The palpable tension that remains between 2nd wave lesbian feminists and transpeople is particularly troubling. but my point here is that ignoring them doesn't really help with the larger issues, and waiting for these folks to die off won't make these problems disappear either. this history is a part of all of us, regardless of our individual identities.

minniesota's picture

Thanks for this comment

Excellent points, Professor C. The issues are complex and it serves us to remember that the work of dismantling oppression needs many minds and hearts, and possibly many generations.

Still searching for the right brainy quote.

CA_Medicine_Woman's picture

Amen!

I never really saw Daly as crazy, and I did agree with some very interesting things she was trying to get across, and what she was ultimately trying to accomplish (mainly getting women to focus on ourselves and each other in order to restore the balance disrupted by the patriarchy, and in particular mainstream theological thinking).

Unfortunately, more than a few brilliant thinkers like Daly fell into the patriarchal trap of binary thinking, which later proved harmful to what they themselves were trying to accomplish.  For example...

The exclusion of all men from certain classes Daly taught, in my opinion, probably also excluded men who could have learned a great deal from her, and they in turn could have carried that knowledge back with them to other men, perhaps setting in motion a chain reaction that could have generated progress towards breaking the patriarchal system.  Just as the patriarchy uses women who buy into the system of oppression to promote that system amongst other women, Daly and others could have used men open to feminism ideology (my understanding of what that is and what she was trying to accomplish) back to other men who are equally open to such ideas.

It would have been better to exclude just those incapable of grasping or disruptive towards what she was trying to teach, which as a professor she would be able to assess fairly quickly, and I would think that would have been well within Daly's authority.  A quick private word with the student just before the "drop" deadline that they very well may fail the class, and lower their GPA as a result, is not uncommon, and quite effective at getting such students to depart peacefully.

Just a thought on one area that could have been handled better.

Not2Taem's picture

yes and no

*Please excuse the old-fashioned use of gender binaries for this discussion.*

For most subjects CAMW's approach would work.
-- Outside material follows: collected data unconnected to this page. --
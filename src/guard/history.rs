//! Rolling per-actor action history used by the guard rails.
//!
//! The history is diagnostic only. It never decides task state; it only
//! feeds the repetition and thrashing checks.

use chrono::{DateTime, Utc};
use regex::Regex;
use serde::{Deserialize, Serialize};
use serde_json::Value;
use std::collections::{HashMap, VecDeque};
use std::sync::LazyLock;

use crate::core::invocation::{InvocationId, InvocationPayload};
use crate::core::task::{Priority, TaskId};

/// Default number of entries kept per actor.
pub const DEFAULT_HISTORY_CAPACITY: usize = 100;

static WHITESPACE_RE: LazyLock<Regex> = LazyLock::new(|| Regex::new(r"\s+").unwrap());

/// The party proposing invocations. Each task is its own actor.
#[derive(Debug, Clone, PartialEq, Eq, Hash, PartialOrd, Ord, Serialize, Deserialize)]
#[serde(transparent)]
pub struct ActorId(pub String);

impl From<TaskId> for ActorId {
    fn from(id: TaskId) -> Self {
        Self(id.to_string())
    }
}

impl From<&str> for ActorId {
    fn from(s: &str) -> Self {
        Self(s.to_string())
    }
}

impl std::fmt::Display for ActorId {
    fn fmt(&self, f: &mut std::fmt::Formatter<'_>) -> std::fmt::Result {
        write!(f, "{}", self.0)
    }
}

/// Collapse runs of whitespace and trim, so cosmetic edits do not change
/// an action's identity.
pub fn normalize(text: &str) -> String {
    WHITESPACE_RE.replace_all(text.trim(), " ").into_owned()
}

fn normalize_value(value: &Value) -> Value {
    match value {
        Value::String(s) => Value::String(normalize(s)),
        Value::Array(items) => Value::Array(items.iter().map(normalize_value).collect()),
        Value::Object(map) => Value::Object(
            map.iter()
                .map(|(k, v)| (k.clone(), normalize_value(v)))
                .collect(),
        ),
        other => other.clone(),
    }
}

/// FNV-1a over the fields, with a separator byte so adjacent fields cannot
/// run together. Fixed constants keep fingerprints comparable across builds
/// and with checkpoints written by earlier runs.
struct Fnv1a(u64);

impl Fnv1a {
    const OFFSET: u64 = 14695981039346656037;
    const PRIME: u64 = 1099511628211;

    fn new() -> Self {
        Self(Self::OFFSET)
    }

    fn field(&mut self, bytes: &[u8]) -> &mut Self {
        for byte in bytes.iter().chain(std::iter::once(&0xff)) {
            self.0 ^= *byte as u64;
            self.0 = self.0.wrapping_mul(Self::PRIME);
        }
        self
    }
}

/// Stable hash of target delegate, subtask and normalized payload.
pub fn fingerprint(target: &str, payload: &InvocationPayload) -> u64 {
    let context = serde_json::to_string(&normalize_value(&payload.context)).unwrap_or_default();
    let mut hash = Fnv1a::new();
    hash.field(target.as_bytes())
        .field(payload.stage.as_bytes())
        .field(payload.subtask.as_bytes())
        .field(&[payload.priority.rank()])
        .field(normalize(&payload.description).as_bytes())
        .field(context.as_bytes());
    hash.0
}

/// How an issued action ended, filled in when the invocation closes.
#[derive(Debug, Clone, Copy, PartialEq, Eq, Serialize, Deserialize, Default)]
#[serde(rename_all = "snake_case")]
pub enum EntryOutcome {
    #[default]
    Pending,
    Succeeded,
    Failed,
}

#[derive(Debug, Clone, PartialEq, Serialize, Deserialize)]
pub struct ActionHistoryEntry {
    pub fingerprint: u64,
    pub target: String,
    pub subtask: String,
    pub invocation_id: InvocationId,
    pub payload_bytes: usize,
    pub priority: Priority,
    pub outcome: EntryOutcome,
    pub at: DateTime<Utc>,
}

/// Bounded ring buffer of entries for every actor.
#[derive(Debug, Clone)]
pub struct ActionHistory {
    capacity: usize,
    actors: HashMap<ActorId, VecDeque<ActionHistoryEntry>>,
}

impl ActionHistory {
    pub fn new(capacity: usize) -> Self {
        Self {
            capacity: capacity.max(1),
            actors: HashMap::new(),
        }
    }

    pub fn capacity(&self) -> usize {
        self.capacity
    }

    /// Append an entry, evicting the oldest once the actor is at capacity.
    pub fn record(&mut self, actor: &ActorId, entry: ActionHistoryEntry) {
        let ring = self.actors.entry(actor.clone()).or_default();
        if ring.len() >= self.capacity {
            ring.pop_front();
        }
        ring.push_back(entry);
    }

    /// Mark the entry issued for `invocation` as finished.
    pub fn set_outcome(
        &mut self,
        actor: &ActorId,
        invocation: InvocationId,
        outcome: EntryOutcome,
    ) -> bool {
        self.actors
            .get_mut(actor)
            .and_then(|ring| ring.iter_mut().rev().find(|e| e.invocation_id == invocation))
            .map(|entry| entry.outcome = outcome)
            .is_some()
    }

    /// Entries for an actor, oldest first.
    pub fn entries(&self, actor: &ActorId) -> Vec<&ActionHistoryEntry> {
        self.actors
            .get(actor)
            .map(|ring| ring.iter().collect())
            .unwrap_or_default()
    }

    pub fn last(&self, actor: &ActorId) -> Option<&ActionHistoryEntry> {
        self.actors.get(actor).and_then(|ring| ring.back())
    }

    /// The most recent `n` entries, oldest first.
    pub fn recent(&self, actor: &ActorId, n: usize) -> Vec<&ActionHistoryEntry> {
        let Some(ring) = self.actors.get(actor) else {
            return Vec::new();
        };
        ring.iter().skip(ring.len().saturating_sub(n)).collect()
    }

    /// The most recent `n` entries against `target`, oldest first.
    pub fn recent_for_target(
        &self,
        actor: &ActorId,
        target: &str,
        n: usize,
    ) -> Vec<&ActionHistoryEntry> {
        let mut found: Vec<&ActionHistoryEntry> = self
            .actors
            .get(actor)
            .map(|ring| ring.iter().rev().filter(|e| e.target == target).take(n).collect())
            .unwrap_or_default();
        found.reverse();
        found
    }

    pub fn len(&self, actor: &ActorId) -> usize {
        self.actors.get(actor).map(|r| r.len()).unwrap_or(0)
    }

    pub fn clear(&mut self, actor: &ActorId) {
        self.actors.remove(actor);
    }
}

impl Default for ActionHistory {
    fn default() -> Self {
        Self::new(DEFAULT_HISTORY_CAPACITY)
    }
}
impl Engine {
    pub fn builder(config: Config) -> EngineBuilder {
        EngineBuilder {
            config,
            registry: DelegateRegistry::new(),
            store: None,
            analyzer: None,
            scoring: None,
            synthesizer: None,
            events: None,
        }
    }

    fn services(&self) -> &Arc<Services> {
        &self.inner.services
    }

    pub fn subscribe(&self) -> broadcast::Receiver<Event> {
        self.services().events.subscribe()
    }

    pub fn store(&self) -> &Arc<dyn CheckpointStore> {
        &self.services().store
    }

    async fn slot(&self, task_id: TaskId) -> Option<Arc<TaskSlot>> {
        self.inner.tasks.read().await.get(&task_id).cloned()
    }

    async fn loaded(&self, task_id: TaskId) -> Result<Arc<TaskSlot>> {
        self.slot(task_id)
            .await
            .ok_or_else(|| Error::TaskNotFound(task_id.to_string()))
    }

    /// Accept a task. Processing continues in the background; the returned
    /// id is the acknowledgment.
    pub async fn submit(&self, request: TaskRequest) -> Result<TaskId> {
        if request.description.trim().is_empty() {
            return Err(Error::Validation("task description is empty".to_string()));
        }
        let pipeline = request
            .pipeline
            .unwrap_or_else(|| self.inner.default_pipeline.clone());
        pipeline.validate()?;

        let mut task = Task::new(&request.description, request.priority, request.context, pipeline);
        if let Some(id) = request.id {
            task = task.with_id(id);
        }
        let task_id = task.id;
        if self.store().latest(task_id).await?.is_some() {
            return Err(Error::TaskExists(task_id.to_string()));
        }

        let mut tasks = self.inner.tasks.write().await;
        if tasks.contains_key(&task_id) {
            return Err(Error::TaskExists(task_id.to_string()));
        }

        let mut runtime = TaskRuntime::new(CoordinationState::new(task), 0);
        self.services().commit(&mut runtime).await?;
        clog!(
            "Task {} accepted: {} ({} stage(s), priority {})",
            task_id.short(),
            runtime.state.task.description,
            runtime.state.task.pipeline.stages.len(),
            runtime.state.task.priority
        );

        let slot = Arc::new(TaskSlot::new(runtime));
        tasks.insert(task_id, slot.clone());
        drop(tasks);

        let rt = slot.runtime.lock().await;
        spawn_driver(self.services(), &slot, &rt)?;
        Ok(task_id)
    }

    /// Status of a loaded task, or of the latest checkpoint otherwise.
    pub async fn status(&self, task_id: TaskId) -> Result<StatusReport> {
        if let Some(slot) = self.slot(task_id).await {
            let rt = slot.runtime.lock().await;
            return Ok(StatusReport::from_state(&rt.state, rt.sequence));
        }
        let checkpoint = self.latest_checkpoint(task_id).await?;
        Ok(StatusReport::from_state(&checkpoint.state, checkpoint.sequence))
    }

    /// Snapshot of the full coordination state.
    pub async fn state(&self, task_id: TaskId) -> Result<CoordinationState> {
        if let Some(slot) = self.slot(task_id).await {
            return Ok(slot.runtime.lock().await.state.clone());
        }
        Ok(self.latest_checkpoint(task_id).await?.state)
    }

    pub async fn history(&self, task_id: TaskId) -> Result<Vec<Checkpoint>> {
        let history = self.store().history(task_id).await?;
        if history.is_empty() {
            return Err(Error::TaskNotFound(task_id.to_string()));
        }
        Ok(history)
    }

    async fn latest_checkpoint(&self, task_id: TaskId) -> Result<Checkpoint> {
        self.store()
            .latest(task_id)
            .await?
            .ok_or_else(|| Error::TaskNotFound(task_id.to_string()))
    }

    /// Wait until the task's driver stops: the task finished or parked.
    pub async fn wait(&self, task_id: TaskId) -> Result<TaskStatus> {
        let slot = self.loaded(task_id).await?;
        let mut rx = slot.stopped.subscribe();
        let status = *rx
            .wait_for(|s| s.is_some())
            .await
            .map_err(|e| Error::TaskJoin(e.to_string()))?;
        Ok(status.unwrap_or_default())
    }

    /// Review package for a parked task.
    pub async fn review_package(&self, task_id: TaskId) -> Result<ReviewPackage> {
        Ok(review::build_package(&self.state(task_id).await?))
    }

    /// Apply an operator decision to a task parked in HumanReview or
    /// Escalated. Returns the status the task moved to.
    pub async fn submit_review(&self, task_id: TaskId, decision: ReviewDecision) -> Result<TaskStatus> {
        let slot = self.loaded(task_id).await?;
        let mut rt = slot.runtime.lock().await;
        if slot.driving.load(Ordering::SeqCst) {
            return Err(Error::DriverBusy(task_id.to_string()));
        }
        let services = self.services();
        let status = rt.state.status();

        match (status, decision.action) {
            (TaskStatus::HumanReview, ReviewAction::Resume | ReviewAction::Modify) => {
                let mut next = rt.state.clone();
                review::prepare_resume(&mut next, &decision)?;
                let plan = services.analyzer.analyze(&next.task, &next.task.results)?;
                if plan.is_blocked() {
                    return Err(Error::DependencyBlocked(plan.blocking_summary()));
                }

                services
                    .invoker
                    .history()
                    .write()
                    .await
                    .clear(&ActorId::from(task_id));
                next.plan = Some(plan);
                next.unblock();
                rt.state = next;
                services
                    .advance(&mut rt, TaskStatus::Dispatching, format!("operator {}", decision.action))
                    .await?;
                spawn_driver(services, &slot, &rt)?;
            }
            (TaskStatus::HumanReview, ReviewAction::Abort) => {
                services
                    .escalate(&mut rt, Blocker::Aborted { reason: decision.reason() })
                    .await?;
            }
            (TaskStatus::HumanReview | TaskStatus::Escalated, ReviewAction::Fail) => {
                let reason = decision
                    .reason()
                    .unwrap_or_else(|| "failed by operator".to_string());
                rt.state.task.note(format!("operator fail: {}", reason));
                services
                    .advance(&mut rt, TaskStatus::Failed, reason.clone())
                    .await?;
                services
                    .events
                    .publish(task_id, EventKind::TaskFailed { reason });
            }
            (from, action) => {
                return Err(Error::Validation(format!(
                    "cannot {} a task that is {}",
                    action, from
                )));
            }
        }

        let status = rt.state.status();
        if !slot.driving.load(Ordering::SeqCst) {
            slot.stopped.send_replace(Some(status));
        }
        Ok(status)
    }

    /// Cancel a task.
    ///
    /// Planning and quality steps finish, then the task escalates. In-flight
    /// invocations are cancelled and given the configured grace period to
    /// acknowledge. A task parked in HumanReview escalates at once.
    pub async fn cancel(&self, task_id: TaskId) -> Result<TaskStatus> {
        let slot = self.loaded(task_id).await?;
        let mut rt = slot.runtime.lock().await;
        let status = rt.state.status();
        match status {
            TaskStatus::HumanReview => {
                self.services().escalate(&mut rt, Blocker::Cancelled).await?;
                let status = rt.state.status();
                slot.stopped.send_replace(Some(status));
                Ok(status)
            }
            s if s.is_active() => {
                clog_warn!("Task {} cancellation requested in {}", task_id.short(), s);
                rt.cancel.cancel();
                Ok(s)
            }
            s => Ok(s),
        }
    }

    /// Load a task from its latest checkpoint and continue it.
    ///
    /// Invocations the checkpoint shows as queued or executing are closed as
    /// interrupted; the normal retry policy then applies. Parked and finished
    /// tasks are loaded without starting a driver.
    pub async fn resume(&self, task_id: TaskId) -> Result<TaskStatus> {
        if let Some(slot) = self.slot(task_id).await {
            let rt = slot.runtime.lock().await;
            if slot.driving.load(Ordering::SeqCst) {
                return Err(Error::DriverBusy(task_id.to_string()));
            }
            let status = rt.state.status();
            if status.is_active() {
                spawn_driver(self.services(), &slot, &rt)?;
            }
            return Ok(status);
        }

        let checkpoint = self.latest_checkpoint(task_id).await?;
        let mut runtime = TaskRuntime::new(checkpoint.state, checkpoint.sequence);
        let interrupted = runtime.state.close_open_invocations(
            ErrorKind::Interrupted,
            "interrupted before completion; resumed from checkpoint",
        );
        if interrupted > 0 {
            clog_warn!(
                "Task {}: {} invocation(s) interrupted, resuming from checkpoint {}",
                task_id.short(),
                interrupted,
                runtime.sequence
            );
            self.services().commit(&mut runtime).await?;
        }
        let status = runtime.state.status();
        clog!(
            "Task {} resumed at {} from checkpoint {}",
            task_id.short(),
            status,
            runtime.sequence
        );

        let slot = Arc::new(TaskSlot::new(runtime));
        {
            let mut tasks = self.inner.tasks.write().await;
            if tasks.contains_key(&task_id) {
                return Err(Error::DriverBusy(task_id.to_string()));
            }
            tasks.insert(task_id, slot.clone());
        }

        let rt = slot.runtime.lock().await;
        if status.is_active() {
            spawn_driver(self.services(), &slot, &rt)?;
        } else {
            slot.stopped.send_replace(Some(status));
        }
        Ok(status)
    }

    /// Resume every unfinished task in the checkpoint store. Returns the
    /// ids that were loaded.
    pub async fn resume_all(&self) -> Result<Vec<TaskId>> {
        let mut resumed = Vec::new();
        for task_id in self.store().task_ids().await? {
            if self.slot(task_id).await.is_some() {
                continue;
            }
            let Some(checkpoint) = self.store().latest(task_id).await? else {
                continue;
            };
            if checkpoint.state.status().is_terminal() {
                continue;
            }
            self.resume(task_id).await?;
            resumed.push(task_id);
        }
        Ok(resumed)
    }

    /// Ids of tasks loaded in this engine.
    pub async fn task_ids(&self) -> Vec<TaskId> {
        let mut ids: Vec<TaskId> = self.inner.tasks.read().await.keys().copied().collect();
        ids.sort();
        ids
    }
}
//! The per-task driver: one coordination step at a time, each step holding
//! the task's lock except while it waits on delegates or backoff.

use serde::{Deserialize, Serialize};
use serde_json::{json, Map, Value};
use std::sync::atomic::{AtomicBool, Ordering};
use std::sync::Arc;
use tokio::sync::{watch, Mutex, MutexGuard};
use tokio_util::sync::CancellationToken;

use crate::analysis::{DependencyAnalyzer, ExecutionPlan, PlannedSubtask};
use crate::checkpoint::{Checkpoint, CheckpointStore};
use crate::coordinator::events::{EventBus, EventKind};
use crate::coordinator::retry::RetryConfig;
use crate::coordinator::state::{Blocker, CoordinationState};
use crate::coordinator::synthesis::Synthesizer;
use crate::core::invocation::{DelegateInvocation, ErrorKind, InvocationId, InvocationPayload};
use crate::core::task::{SubtaskResult, TaskId, TaskStatus};
use crate::core::verdict::Decision;
use crate::delegate::{DelegateInvoker, InvocationMode, WaveBarrier};
use crate::error::{Error, Result};
use crate::guard::{ActorId, GuardRailEvaluator, ProposedInvocation};
use crate::quality::QualityGate;
use crate::{clog, clog_debug, clog_error, clog_warn};

/// What the driver will do next from a given state.
///
/// Derived only from the serialized state, so a task resumed from a
/// checkpoint takes the same next action an uninterrupted run would.
#[derive(Debug, Clone, PartialEq, Serialize, Deserialize)]
#[serde(rename_all = "snake_case", tag = "action")]
pub enum NextAction {
    Start,
    Plan { stage: String },
    Dispatch { stage: String, subtasks: Vec<String> },
    AwaitWave { outstanding: Vec<InvocationId> },
    CollectWave { invocations: Vec<InvocationId> },
    Evaluate { stage: String, revision: u32 },
    PlanNextWave { stage: String },
    Backoff { attempt: u32 },
    Synthesize,
    AwaitOperator { reason: Option<String> },
    Done { status: TaskStatus },
}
But as a teacher I have observed that even young girls converse very differently on some subjects when boys are and are not present.
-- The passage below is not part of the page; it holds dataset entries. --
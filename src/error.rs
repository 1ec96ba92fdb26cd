use thiserror::Error;

#[derive(Error, Debug)]
pub enum Error {
    #[error("IO error: {0}")]
    Io(#[from] std::io::Error),

    #[error("JSON error: {0}")]
    Json(#[from] serde_json::Error),

    #[error("TOML parse error: {0}")]
    TomlParse(#[from] toml::de::Error),

    #[error("TOML serialize error: {0}")]
    TomlSerialize(#[from] toml::ser::Error),

    #[error("No home directory")]
    NoHomeDir,

    #[error("Validation error: {0}")]
    Validation(String),

    #[error("Task not found: {0}")]
    TaskNotFound(String),

    #[error("Task already exists: {0}")]
    TaskExists(String),

    #[error("Invalid status transition from {from} to {to}")]
    InvalidTransition { from: String, to: String },

    #[error("Invocation {id} cannot move from {from} to {to}")]
    InvalidInvocationTransition { id: String, from: String, to: String },

    #[error("Dependency blocked: {0}")]
    DependencyBlocked(String),

    #[error("Guard rail rejected dispatch: {0}")]
    GuardRailRejected(String),

    #[error("Invocation timed out after {0:?}")]
    InvocationTimeout(std::time::Duration),

    #[error("Invocation failed: {0}")]
    InvocationFailed(String),

    #[error("Quality below threshold: score {score:.2} < {threshold:.2}")]
    QualityBelowThreshold { score: f64, threshold: f64 },

    #[error("Checkpoint write failed: {0}")]
    CheckpointWriteFailed(String),

    #[error("Checkpoint sequence gap for task {task}: expected {expected}, got {got}")]
    CheckpointSequence { task: String, expected: u64, got: u64 },

    #[error("Dependency analyzer fault: {0}")]
    InternalAnalyzerError(String),

    #[error("Quality gate fault: {0}")]
    InternalGateError(String),

    #[error("Synthesis failed: {0}")]
    Synthesis(String),

    #[error("Delegate not registered: {0}")]
    DelegateNotFound(String),

    #[error("Task join error: {0}")]
    TaskJoin(String),

    #[error("Task {0} already has an active driver")]
    DriverBusy(String),
}

impl Error {
    /// Internal engine faults are surfaced, never retried.
    pub fn is_internal(&self) -> bool {
        matches!(
            self,
            Error::InternalAnalyzerError(_) | Error::InternalGateError(_)
        )
    }
}

pub type Result<T> = std::result::Result<T, Error>;
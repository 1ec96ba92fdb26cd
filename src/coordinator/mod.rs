//! Task coordination: the status machine, the per-task driver, and the
//! engine API that submits, reviews, cancels and resumes tasks.

pub mod driver;
pub mod engine;
pub mod events;
pub mod retry;
pub mod review;
pub mod state;
pub mod synthesis;

pub use driver::{build_payload, next_action, NextAction};
pub use engine::{Engine, EngineBuilder, StatusReport, TaskRequest};
pub use events::{Event, EventBus, EventKind};
pub use retry::RetryConfig;
pub use review::{ReviewAction, ReviewDecision, ReviewPackage};
pub use state::{can_transition, Blocker, CoordinationState};
pub use synthesis::{ReportSynthesizer, Synthesizer};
By the age of 10 the vast majority of girls have been overpowered in some way by at least one male. It might be a minor moment of being under the control of another, or it might be a major trauma, but for most of us, it happens at least once in our first decade. Gender is one of the first differences that most children understand, and with which they relate certain characteristics. That means it is one of the first borders on which they start to generalize. Thus, however much a girl may like a boy as a friend, even if he himself is not able to overpower her, some part of her brain makes that association.

I'm sure some of you are already screaming in your heads as you read this, but bear with me for bit. As we grow, we each deal with this in our own way. Some make a conscious effort not to give in to the natural inclination to behave differently with one gender than we do with another. That very consciousness puts a veil between us. In some way we censor ourselves in order to not censor ourselves. Then there are those who simply do not have it in their nature to get around it at all, and those might be the very women who most need to participate in that discussion. And it needs to be an educational discussion. Social peer organizations are fine, but they are not a replacement for probing conversations among women that seek to examine and clarify subjects in an intellectual forum.

If you see this as discrimination, maybe the solution is to make some sections of the class gender specific, and others coed. That way students get to make the choice for themselves. But I can guarantee that the way the professor teaches these sessions will differ just as much as the student response to them.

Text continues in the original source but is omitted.